L'Atelier BNP Paribas a mené l’enquête avec l'Ifop pour connaître la perception des Français face aux supports commerciaux et publicitaires sur Internet. Cette enquête nationale de L'Atelier BNP Paribas-Ifop, auprès d’un échantillon de 1010 personnes représentatif de la population française âgée de 18 ans et plus, a été réalisée dans le cadre du Théma organisé par L’Atelier sur le thème « L'intégration des campagnes web et mobiles dans la communication publicitaire ».
A cette occasion, les experts de L’Atelier dans la Silicon Valley ont apporté leur éclairage :
« La publicité interactive est une tendance forte aux Etats-Unis », constate Frédéric Tardy, CEO de L'Atelier North America. « Le gage d'efficacité de la publicité se mesurera de plus en plus sur les réseaux sociaux. Aujourd'hui, le message qui a le meilleur impact, c'est ‘je recommande ce que j'aime et je regarde ce que tu consommes’. Voilà l'avenir de la diffusion publicitaire, cela, quel que soit le format adopté, image, application ou vidéo. Seule l'augmentation d'achat est un gage d'efficacité des marques et cela passe par la communication entre les consommateurs eux-mêmes ».

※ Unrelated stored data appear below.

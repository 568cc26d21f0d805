//! Small helpers shared by the binary and the library: colored stderr
//! prefixes and path display.

use owo_colors::OwoColorize;
use std::io::IsTerminal;
use std::path::Path;

/// Whether stderr should be colored.
fn stderr_colors() -> bool {
    std::env::var_os("NO_COLOR").is_none() && std::io::stderr().is_terminal()
}

fn prefix(label: &str, paint: fn(&str) -> String) -> String {
    if stderr_colors() {
        paint(label)
    } else {
        label.to_string()
    }
}

pub fn error_prefix() -> String {
    prefix("error:", |s| s.red().bold().to_string())
}

pub fn note_prefix() -> String {
    prefix("note:", |s| s.cyan().bold().to_string())
}

pub fn info_prefix() -> String {
    prefix("info:", |s| s.blue().bold().to_string())
}

/// `path` relative to `root` when it lies beneath it, with `/` separators.
pub fn display_path(root: &Path, path: &Path) -> String {
    let rel = match pathdiff::diff_paths(path, root) {
        Some(r) if !r.as_os_str().is_empty() && !r.starts_with("..") => r,
        _ => path.to_path_buf(),
    };
    let s = rel.to_string_lossy().replace('\\', "/");
    s.strip_prefix("./").map(str::to_string).unwrap_or(s)
}

#[cfg(test)]
mod tests {
    use super::*;

    #[test]
    fn test_display_path() {
        assert_eq!(
            display_path(Path::new("/repo"), Path::new("/repo/src/a.py")),
            "src/a.py"
        );
        assert_eq!(display_path(Path::new("."), Path::new("./src/a.py")), "src/a.py");
        assert_eq!(
            display_path(Path::new("/repo"), Path::new("/other/a.py")),
            "/other/a.py"
        );
    }
}
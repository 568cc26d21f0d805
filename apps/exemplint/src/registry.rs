//! Rule registry: built once per run, shared read-only by scanner workers.

use crate::config::{CustomRule, RuleSetting};
use crate::error::{Error, Result};
use crate::extract::{self, Extraction};
use crate::models::document::Document;
use crate::models::rule::{Matcher, Rule, RuleSource};
use crate::models::{Diagnostic, Language};
use crate::synth;
use sha1::{Digest, Sha1};
use std::collections::{BTreeMap, HashMap};
use std::path::{Path, PathBuf};

#[derive(Debug, Clone, Default, PartialEq, Eq)]
pub struct RuleRegistry {
    rules: Vec<Rule>,
    by_id: HashMap<String, usize>,
    by_language: BTreeMap<Language, Vec<usize>>,
}

#[derive(Debug, Clone, Default)]
pub struct BuildOutcome {
    pub registry: RuleRegistry,
    pub diagnostics: Vec<Diagnostic>,
}

/// Raw text of a standards document, as read from disk.
#[derive(Debug, Clone, PartialEq, Eq)]
pub struct SourceDocument {
    /// Display path (relative to the repository root when possible).
    pub path: String,
    pub text: String,
}

impl RuleRegistry {
    /// Synthesize rules from `documents` (processed in path order). The first
    /// rule with a given id wins; later ones become duplicate warnings.
    pub fn build(documents: &[Document]) -> BuildOutcome {
        let mut ordered: Vec<&Document> = documents.iter().collect();
        ordered.sort_by(|a, b| a.path.cmp(&b.path));
        let rules = ordered
            .into_iter()
            .flat_map(synth::synthesize_document)
            .collect();
        Self::from_rules(rules)
    }

    /// Index an ordered rule list, dropping duplicate ids.
    pub fn from_rules(rules: Vec<Rule>) -> BuildOutcome {
        let mut registry = RuleRegistry::default();
        let mut diagnostics = Vec::new();
        for rule in rules {
            if let Some(&at) = registry.by_id.get(&rule.id) {
                let kept = &registry.rules[at];
                log::warn!(
                    "duplicate rule {} from {} (kept {})",
                    rule.id,
                    rule.source.example,
                    kept.source.example
                );
                diagnostics.push(Diagnostic::DuplicateRuleWarning {
                    rule_id: rule.id.clone(),
                    kept: kept.source.example.clone(),
                    dropped: rule.source.example.clone(),
                });
                continue;
            }
            registry.push(rule);
        }
        BuildOutcome {
            registry,
            diagnostics,
        }
    }

    fn push(&mut self, rule: Rule) {
        let at = self.rules.len();
        self.by_id.insert(rule.id.clone(), at);
        self.by_language.entry(rule.language).or_default().push(at);
        self.rules.push(rule);
    }

    /// Rules applicable to `language`, in registry order.
    pub fn lookup(&self, language: Language) -> Vec<&Rule> {
        self.by_language
            .get(&language)
            .map(|idx| idx.iter().map(|&i| &self.rules[i]).collect())
            .unwrap_or_default()
    }

    pub fn get(&self, id: &str) -> Option<&Rule> {
        self.by_id.get(id).map(|&i| &self.rules[i])
    }

    pub fn len(&self) -> usize {
        self.rules.len()
    }

    pub fn is_empty(&self) -> bool {
        self.rules.is_empty()
    }

    /// Languages that have at least one rule.
    pub fn languages(&self) -> Vec<Language> {
        self.by_language.keys().copied().collect()
    }

    pub fn rules(&self) -> &[Rule] {
        &self.rules
    }

    pub fn into_rules(self) -> Vec<Rule> {
        self.rules
    }

    /// Apply configured per-rule settings and append custom pattern rules.
    /// `origin` names the configuration file for custom rule provenance.
    pub fn with_overrides(
        self,
        settings: &BTreeMap<String, RuleSetting>,
        custom: &[CustomRule],
        origin: &str,
    ) -> Result<Self> {
        let mut rules = self.rules;
        for c in custom {
            let language: Language = c.language.parse().map_err(Error::Config)?;
            if rules.iter().any(|r| r.id == c.id) {
                return Err(Error::Config(format!(
                    "custom rule '{}' clashes with a synthesized rule",
                    c.id
                )));
            }
            rules.push(Rule {
                id: c.id.clone(),
                language,
                severity: c.severity,
                matcher: Matcher::Pattern {
                    regex: c.pattern.clone(),
                },
                message: c.message.clone().unwrap_or_else(|| c.id.clone()),
                source: RuleSource {
                    document: origin.to_string(),
                    example: format!("{}#custom.{}", origin, c.id),
                },
                good_example: None,
                suggestion: None,
            });
        }
        for id in settings.keys() {
            if !rules.iter().any(|r| &r.id == id) {
                log::warn!("configuration references unknown rule {}", id);
            }
        }
        let mut out = RuleRegistry::default();
        for mut rule in rules {
            match settings.get(&rule.id) {
                Some(s) if s.disabled => {
                    log::debug!("rule {} disabled by configuration", rule.id);
                    continue;
                }
                Some(RuleSetting {
                    severity: Some(sev),
                    ..
                }) => rule.severity = *sev,
                _ => {}
            }
            if out.by_id.contains_key(&rule.id) {
                return Err(Error::Config(format!("duplicate custom rule '{}'", rule.id)));
            }
            out.push(rule);
        }
        Ok(out)
    }
}

/// SHA-1 over the tool version and every document's path and text, in path
/// order. Any change to the inputs changes the key.
pub fn content_hash(sources: &[SourceDocument]) -> String {
    let mut ordered: Vec<&SourceDocument> = sources.iter().collect();
    ordered.sort_by(|a, b| a.path.cmp(&b.path));
    let mut hasher = Sha1::new();
    hasher.update(env!("CARGO_PKG_VERSION").as_bytes());
    for s in ordered {
        hasher.update([0u8]);
        hasher.update(s.path.as_bytes());
        hasher.update([0u8]);
        hasher.update(s.text.as_bytes());
    }
    hasher
        .finalize()
        .iter()
        .map(|b| format!("{:02x}", b))
        .collect()
}

/// Expand document globs relative to `root` into a sorted, deduplicated
/// list of files.
pub fn discover_documents(root: &Path, patterns: &[String]) -> Result<Vec<PathBuf>> {
    let mut out = Vec::new();
    for pat in patterns {
        let full = root.join(pat).to_string_lossy().to_string();
        let paths = glob::glob(&full).map_err(|source| Error::Glob {
            pattern: pat.clone(),
            source,
        })?;
        out.extend(paths.flatten().filter(|p| p.is_file()));
    }
    out.sort();
    out.dedup();
    Ok(out)
}

/// Documents read from disk, plus one `DocumentSkipped` per file that could
/// not be read.
#[derive(Debug, Clone, Default)]
pub struct LoadedDocuments {
    pub sources: Vec<SourceDocument>,
    pub diagnostics: Vec<Diagnostic>,
}

/// Read every document. Unreadable or undecodable documents are skipped with
/// a diagnostic; the build fails only when none of `files` is loadable.
pub fn read_documents(root: &Path, files: &[PathBuf]) -> Result<LoadedDocuments> {
    let mut loaded = LoadedDocuments::default();
    for p in files {
        let path = crate::utils::display_path(root, p);
        match std::fs::read_to_string(p) {
            Ok(text) => loaded.sources.push(SourceDocument { path, text }),
            Err(e) => {
                log::warn!("skipping standards document {}: {}", path, e);
                loaded.diagnostics.push(Diagnostic::DocumentSkipped {
                    path,
                    reason: e.to_string(),
                });
            }
        }
    }
    if loaded.sources.is_empty() && !files.is_empty() {
        return Err(Error::RegistryBuildFailed(format!(
            "none of the {} standards documents could be read",
            files.len()
        )));
    }
    Ok(loaded)
}

/// Extract all documents and build the registry. Extraction warnings come
/// first in the diagnostics, followed by duplicate warnings.
pub fn build_from_sources(sources: &[SourceDocument]) -> BuildOutcome {
    let mut diagnostics = Vec::new();
    let mut documents = Vec::with_capacity(sources.len());
    for s in sources {
        let Extraction { document, warnings } = extract::extract(&s.path, &s.text);
        diagnostics.extend(warnings);
        documents.push(document);
    }
    let mut outcome = RuleRegistry::build(&documents);
    diagnostics.append(&mut outcome.diagnostics);
    outcome.diagnostics = diagnostics;
    log::debug!(
        "registry built: {} rules from {} documents",
        outcome.registry.len(),
        sources.len()
    );
    outcome
}
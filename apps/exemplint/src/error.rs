//! Fatal error type. Everything recoverable is a `models::Diagnostic`.

use std::path::PathBuf;
use thiserror::Error;

#[derive(Error, Debug)]
pub enum Error {
    #[error("cannot read {}: {source}", path.display())]
    Io {
        path: PathBuf,
        #[source]
        source: std::io::Error,
    },

    #[error("invalid configuration: {0}")]
    Config(String),

    #[error("invalid glob pattern '{pattern}': {source}")]
    Glob {
        pattern: String,
        #[source]
        source: glob::PatternError,
    },

    #[error("registry build failed: {0}")]
    RegistryBuildFailed(String),

    #[error("cache error: {0}")]
    Cache(String),

    #[error("cannot start worker pool: {0}")]
    ThreadPool(#[from] rayon::ThreadPoolBuildError),
}

impl Error {
    pub fn io(path: impl Into<PathBuf>, source: std::io::Error) -> Self {
        Error::Io {
            path: path.into(),
            source,
        }
    }
}

pub type Result<T> = std::result::Result<T, Error>;
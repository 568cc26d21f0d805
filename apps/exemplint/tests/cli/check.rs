//! Check subcommand tests

use super::{repo_with_skill, write};
use assert_cmd::cargo::cargo_bin_cmd;
use predicates::prelude::*;

#[test]
fn test_check_reports_blocking_call() {
    let repo = repo_with_skill();
    let root = repo.path();
    write(
        root,
        "src/app.py",
        "import time\n\nasync def handler():\n    time.sleep(5)\n",
    );

    cargo_bin_cmd!("exemplint")
        .env("NO_COLOR", "1")
        .args(["check", "--no-cache", "--repo-root", root.to_str().unwrap()])
        .assert()
        .success()
        .stdout(predicate::str::contains(
            "src/app.py:4-4: [warn] python.blocking-call-in-async.time.sleep: blocking call inside async function: time.sleep (Async Endpoints: Never block the event loop inside async handlers.)",
        ))
        .stderr(predicate::str::contains("summary: errors=0 warnings=1"));
}

#[test]
fn test_check_error_finding_exits_one() {
    let repo = repo_with_skill();
    let root = repo.path();
    write(
        root,
        "src/db.py",
        "def find(cursor, uid):\n    q = f\"SELECT * FROM users WHERE id = {uid}\"\n    return cursor.execute(q)\n",
    );

    cargo_bin_cmd!("exemplint")
        .env("NO_COLOR", "1")
        .args(["check", "--no-cache", "--repo-root", root.to_str().unwrap()])
        .assert()
        .code(1)
        .stdout(predicate::str::contains(
            "src/db.py:3-3: [error] python.interpolated-sink.execute",
        ));
}

#[test]
fn test_check_min_severity_filters_findings() {
    let repo = repo_with_skill();
    let root = repo.path();
    write(root, "src/app.py", "async def h():\n    time.sleep(5)\n");

    cargo_bin_cmd!("exemplint")
        .args([
            "check",
            "--no-cache",
            "--min-severity",
            "error",
            "--repo-root",
            root.to_str().unwrap(),
        ])
        .assert()
        .success()
        .stdout(predicate::str::is_empty());
}

#[test]
fn test_check_json_output_and_cache() {
    let repo = repo_with_skill();
    let root = repo.path();
    write(root, "src/app.py", "async def h():\n    time.sleep(5)\n");

    let out = cargo_bin_cmd!("exemplint")
        .args(["check", "--output", "json", "--repo-root", root.to_str().unwrap()])
        .assert()
        .success()
        .get_output()
        .stdout
        .clone();
    let v: serde_json::Value = serde_json::from_slice(&out).unwrap();
    assert_eq!(v["summary"]["warnings"], 1);
    assert_eq!(v["findings"][0]["path"], "src/app.py");

    let cached: Vec<_> = std::fs::read_dir(root.join(".exemplint/cache"))
        .unwrap()
        .flatten()
        .collect();
    assert_eq!(cached.len(), 1);

    // A second run is served from the cache and reports the same thing.
    let again = cargo_bin_cmd!("exemplint")
        .args(["check", "--output", "json", "--repo-root", root.to_str().unwrap()])
        .assert()
        .success()
        .get_output()
        .stdout
        .clone();
    assert_eq!(out, again);
}

#[test]
fn test_check_github_output() {
    let repo = repo_with_skill();
    let root = repo.path();
    write(root, "src/app.py", "async def h():\n    time.sleep(5)\n");

    cargo_bin_cmd!("exemplint")
        .args([
            "check",
            "--no-cache",
            "--output",
            "github",
            "--repo-root",
            root.to_str().unwrap(),
        ])
        .assert()
        .success()
        .stdout(predicate::str::starts_with(
            "::warning file=src/app.py,line=2,endLine=2,title=python.blocking-call-in-async.time.sleep::",
        ));
}

#[test]
fn test_check_custom_rule_from_config() {
    let repo = repo_with_skill();
    let root = repo.path();
    write(
        root,
        "exemplint.toml",
        "[[custom]]\nid = \"python.print\"\nlanguage = \"python\"\npattern = '\\bprint\\('\nmessage = \"use logging\"\nseverity = \"error\"\n",
    );
    write(root, "src/app.py", "x = 1\nprint(x)\n");

    cargo_bin_cmd!("exemplint")
        .env("NO_COLOR", "1")
        .args(["check", "--no-cache", "--repo-root", root.to_str().unwrap()])
        .assert()
        .code(1)
        .stdout(predicate::str::contains(
            "src/app.py:2-2: [error] python.print: use logging",
        ));
}

#[test]
fn test_check_without_documents_is_tool_failure() {
    let dir = tempfile::TempDir::new().unwrap();
    std::fs::create_dir_all(dir.path().join(".git")).unwrap();

    cargo_bin_cmd!("exemplint")
        .args(["check", "--repo-root", dir.path().to_str().unwrap()])
        .assert()
        .code(2)
        .stderr(predicate::str::contains("registry build failed"));
}

#[test]
fn test_check_invalid_output_mode_is_tool_failure() {
    let repo = repo_with_skill();
    cargo_bin_cmd!("exemplint")
        .args([
            "check",
            "--output",
            "xml",
            "--repo-root",
            repo.path().to_str().unwrap(),
        ])
        .assert()
        .code(2)
        .stderr(predicate::str::contains("unknown output mode"));
}

#[test]
fn test_check_skips_undecodable_document() {
    let repo = repo_with_skill();
    let root = repo.path();
    std::fs::write(root.join("skills/broken.md"), [0xffu8, 0xfe, 0x0a]).unwrap();
    write(root, "src/app.py", "async def h():\n    time.sleep(5)\n");

    cargo_bin_cmd!("exemplint")
        .env("NO_COLOR", "1")
        .args(["check", "--no-cache", "--repo-root", root.to_str().unwrap()])
        .assert()
        .success()
        .stdout(predicate::str::contains(
            "src/app.py:2-2: [warn] python.blocking-call-in-async.time.sleep",
        ))
        .stderr(predicate::str::contains(
            "warning: document skipped: skills/broken.md",
        ));
}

« Suite aux lancements de la Google TV, Apple TV et d'autres smart TV comme celle de Samsung, la télévision connectée devient une réalité aux Etats-Unis », constate Frédéric Tardy, CEO de L'Atelier North America. « Son contenu s'adapte à chaque téléspectateur et devient cliquable. Ceci va révolutionner la publicité. Les spots de pub vont devenir beaucoup plus ‘ROIiste’ puisque l'on va mesurer en temps réel le nombre d'achats e-commerce ou d'affinité via les réseaux sociaux. 2011 annonce donc l'ère de la télé personnalisée. C'est donc la fin des mass media mais certainement pas la fin de la télé ».
Parmi les enseignements majeurs de cette étude :
L’effet incitatif de la publicité est réel même si le taux de transformation en achat peut encore être développé. Plus de quatre personnes sur dix ont déjà acheté un produit ou un service après avoir cliqué sur un lien sponsorisé sur Internet (41%). Signe que ce format séduit, la publicité sur Internet peut s’appuyer sur la multitude de contenus, supports et associations qu’un tel vecteur comporte. De plus, près de trois personnes sur quatre ont déjà cliqué sur des contenus sponsorisés par des marques ou des produits.
Les publicités les plus classiques (mail, bandeau sur un moteur de recherche, bandeau sur un site classique, ou SMS pour les téléphones mobiles) sont celles qui séduisent, jusqu’à présent, les personnes interrogées. Les internautes rejettent en revanche l’association de contenus à de la publicité, probablement soucieux de ne pas multiplier les supports de navigation. Le rejet est encore plus marqué s’agissant de la publicité sur les téléphones mobiles.
Les supports commerciaux et publicitaires sur Internet, bien qu’installés comme des composantes importantes du web, doivent encore trouver leur place dans un paysage, par définition, déjà très interactif. Jugée trop intrusive, moins créative et plus gênante que la publicité classique, la publicité sur Internet ou sur téléphone mobile peine à convaincre les internautes qu’elle peut être un outil de confiance et probablement plus ludique et interactif qu’une publicité conventionnelle. Elles pourront pour cela s’appuyer sur la confiance accordée par les internautes aux membres de leur famille ou leurs amis, jugés comme les personnes les plus fiables lorsqu’il s’agit d’encourager à visiter un contenu sponsorisé.
Pour télécharger la présentation de l’étude
Méthodologie de l’étude
Etude réalisée du 10 au 12 mai 2011 sur un échantillon de 1 010 personnes, représentatif de la population française âgée de 18 ans et plus.
La représentativité de l’échantillon a été assurée par la méthode des quotas (sexe, âge, profession de la personne interrogée) après stratification par région et catégorie d’agglomération. Les interviews ont eu lieu par questionnaire auto-administré en ligne (Computer Assisted Web Interwiewing).